[[ DATA TO USE, beginning ]]

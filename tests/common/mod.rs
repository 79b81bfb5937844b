//! In-process stand-ins for the tool host and the model host.

#![allow(dead_code)]

use std::sync::{
    Arc, Mutex,
    atomic::{AtomicBool, AtomicUsize, Ordering},
};
use std::time::Duration;

use anyhow::anyhow;
use async_trait::async_trait;
use serde_json::{Map, Value, json};
use url::Url;

use toolbridge::dispatch::{BridgeSettings, DispatchBridge};
use toolbridge::llm::{LlmDriver, LlmRequest};
use toolbridge::mcp::{
    CallToolResult, CatalogStore, McpSession, SessionConnector, ToolDescriptor, TransportKind,
    TransportNegotiator,
};

pub const ENDPOINT: &str = "http://zabbix-mcp:8000/mcp";

/// Shared state of a fake tool host, with counters for every interaction.
#[derive(Debug)]
pub struct FakeHost {
    pub tools: Mutex<Vec<ToolDescriptor>>,
    pub reachable: AtomicBool,
    /// Connect attempts never complete.
    pub hanging: AtomicBool,
    /// `None` makes `call_tool` fail at the transport level.
    pub call_response: Mutex<Option<CallToolResult>>,
    pub attempts: Mutex<Vec<(TransportKind, String)>>,
    pub list_calls: AtomicUsize,
    pub tool_calls: Mutex<Vec<(String, Map<String, Value>)>>,
    pub opened: AtomicUsize,
    pub closed: AtomicUsize,
}

impl FakeHost {
    pub fn new(tools: Vec<ToolDescriptor>) -> Arc<Self> {
        Arc::new(Self {
            tools: Mutex::new(tools),
            reachable: AtomicBool::new(true),
            hanging: AtomicBool::new(false),
            call_response: Mutex::new(Some(text_result("ok"))),
            attempts: Mutex::new(Vec::new()),
            list_calls: AtomicUsize::new(0),
            tool_calls: Mutex::new(Vec::new()),
            opened: AtomicUsize::new(0),
            closed: AtomicUsize::new(0),
        })
    }

    pub fn unreachable() -> Arc<Self> {
        let host = Self::new(Vec::new());
        host.reachable.store(false, Ordering::SeqCst);
        host
    }

    pub fn hanging() -> Arc<Self> {
        let host = Self::new(zabbix_tools());
        host.hanging.store(true, Ordering::SeqCst);
        host
    }

    pub fn respond_with(&self, res: Option<CallToolResult>) {
        *self.call_response.lock().unwrap() = res;
    }

    pub fn attempts(&self) -> Vec<(TransportKind, String)> {
        self.attempts.lock().unwrap().clone()
    }

    pub fn list_calls(&self) -> usize {
        self.list_calls.load(Ordering::SeqCst)
    }

    pub fn tool_calls(&self) -> Vec<(String, Map<String, Value>)> {
        self.tool_calls.lock().unwrap().clone()
    }

    pub fn opened(&self) -> usize {
        self.opened.load(Ordering::SeqCst)
    }

    pub fn closed(&self) -> usize {
        self.closed.load(Ordering::SeqCst)
    }
}

pub fn text_result(text: &str) -> CallToolResult {
    serde_json::from_value(json!({"content": [{"type": "text", "text": text}]})).unwrap()
}

pub fn zabbix_tools() -> Vec<ToolDescriptor> {
    vec![
        ToolDescriptor::new("host_get", "Get hosts").with_schema(json!({
            "type": "object",
            "properties": {"hostids": {"type": "array"}, "output": {"type": "array"}}
        })),
        ToolDescriptor::new("problem_get", "Get problems").with_schema(json!({
            "type": "object",
            "properties": {"recent": {"type": "boolean"}, "limit": {"type": "integer"}}
        })),
        ToolDescriptor::new("apiinfo_version", "Get API version"),
    ]
}

/// Connector for one transport kind; `accept` decides whether it can open a session.
#[derive(Debug)]
pub struct FakeConnector {
    pub kind: TransportKind,
    pub host: Arc<FakeHost>,
    pub accept: bool,
}

#[async_trait]
impl SessionConnector for FakeConnector {
    fn kind(&self) -> TransportKind {
        self.kind
    }

    async fn connect(&self, url: &Url) -> anyhow::Result<Box<dyn McpSession>> {
        self.host
            .attempts
            .lock()
            .unwrap()
            .push((self.kind, url.to_string()));
        if self.host.hanging.load(Ordering::SeqCst) {
            return std::future::pending().await;
        }
        if !self.accept || !self.host.reachable.load(Ordering::SeqCst) {
            return Err(anyhow!("connection refused"));
        }
        self.host.opened.fetch_add(1, Ordering::SeqCst);
        Ok(Box::new(FakeSession {
            host: Arc::clone(&self.host),
            closed: AtomicBool::new(false),
        }))
    }
}

struct FakeSession {
    host: Arc<FakeHost>,
    closed: AtomicBool,
}

#[async_trait]
impl McpSession for FakeSession {
    async fn list_tools(&self) -> anyhow::Result<Vec<ToolDescriptor>> {
        self.host.list_calls.fetch_add(1, Ordering::SeqCst);
        Ok(self.host.tools.lock().unwrap().clone())
    }

    async fn call_tool(
        &self,
        name: &str,
        arguments: Map<String, Value>,
    ) -> anyhow::Result<CallToolResult> {
        self.host
            .tool_calls
            .lock()
            .unwrap()
            .push((name.to_string(), arguments));
        self.host
            .call_response
            .lock()
            .unwrap()
            .clone()
            .ok_or_else(|| anyhow!("transport reset during tools/call"))
    }

    async fn close(&self) {
        if !self.closed.swap(true, Ordering::SeqCst) {
            self.host.closed.fetch_add(1, Ordering::SeqCst);
        }
    }
}

/// Streamable HTTP and SSE connectors over the same host.
pub fn connectors(host: &Arc<FakeHost>) -> Vec<Arc<dyn SessionConnector>> {
    vec![
        Arc::new(FakeConnector {
            kind: TransportKind::StreamableHttp,
            host: Arc::clone(host),
            accept: true,
        }),
        Arc::new(FakeConnector {
            kind: TransportKind::Sse,
            host: Arc::clone(host),
            accept: true,
        }),
    ]
}

/// Model stand-in: replies with a fixed string, or fails when `reply` is `None`.
#[derive(Debug)]
pub struct FakeLlm {
    pub reply: Option<String>,
    /// Time to sleep before answering.
    pub delay: Option<Duration>,
    pub calls: AtomicUsize,
    pub last_request: Mutex<Option<LlmRequest>>,
}

impl FakeLlm {
    pub fn replying(reply: &str) -> Arc<Self> {
        Arc::new(Self {
            reply: Some(reply.to_string()),
            delay: None,
            calls: AtomicUsize::new(0),
            last_request: Mutex::new(None),
        })
    }

    pub fn failing() -> Arc<Self> {
        Arc::new(Self {
            reply: None,
            delay: None,
            calls: AtomicUsize::new(0),
            last_request: Mutex::new(None),
        })
    }

    /// Answers `reply`, but only after `delay`.
    pub fn stalling(reply: &str, delay: Duration) -> Arc<Self> {
        Arc::new(Self {
            reply: Some(reply.to_string()),
            delay: Some(delay),
            calls: AtomicUsize::new(0),
            last_request: Mutex::new(None),
        })
    }

    pub fn calls(&self) -> usize {
        self.calls.load(Ordering::SeqCst)
    }
}

#[async_trait]
impl LlmDriver for FakeLlm {
    async fn complete(&self, req: LlmRequest) -> anyhow::Result<String> {
        self.calls.fetch_add(1, Ordering::SeqCst);
        *self.last_request.lock().unwrap() = Some(req);
        if let Some(delay) = self.delay {
            tokio::time::sleep(delay).await;
        }
        self.reply
            .clone()
            .ok_or_else(|| anyhow!("connection refused (ollama:11434)"))
    }
}

pub struct Harness {
    pub host: Arc<FakeHost>,
    pub llm: Arc<FakeLlm>,
    pub bridge: Arc<DispatchBridge>,
}

pub fn harness(host: Arc<FakeHost>, llm: Arc<FakeLlm>, settings: BridgeSettings) -> Harness {
    harness_with_timeouts(host, llm, settings, Duration::from_secs(5), Duration::from_secs(20))
}

/// Harness whose negotiator uses the given attempt timeout and connect deadline.
pub fn harness_with_timeouts(
    host: Arc<FakeHost>,
    llm: Arc<FakeLlm>,
    settings: BridgeSettings,
    attempt_timeout: Duration,
    connect_deadline: Duration,
) -> Harness {
    let negotiator = Arc::new(
        TransportNegotiator::with_connectors(ENDPOINT, connectors(&host), attempt_timeout)
            .with_connect_deadline(connect_deadline),
    );
    let catalog = Arc::new(CatalogStore::new(
        Arc::clone(&negotiator),
        Duration::from_secs(300),
    ));
    let driver: Arc<dyn LlmDriver> = llm.clone();
    let bridge = Arc::new(DispatchBridge::new(negotiator, catalog, driver, settings));
    Harness { host, llm, bridge }
}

[[ DATA TO USE, end ]]

=== REQUIRED WORK ===
Lines containing the word "connection" are to be pulled from the records and copied.

=== SOLUTION FOR THIS EXERCISE ===
            return Err(anyhow!("connection refused"));
            .ok_or_else(|| anyhow!("connection refused (ollama:11434)"))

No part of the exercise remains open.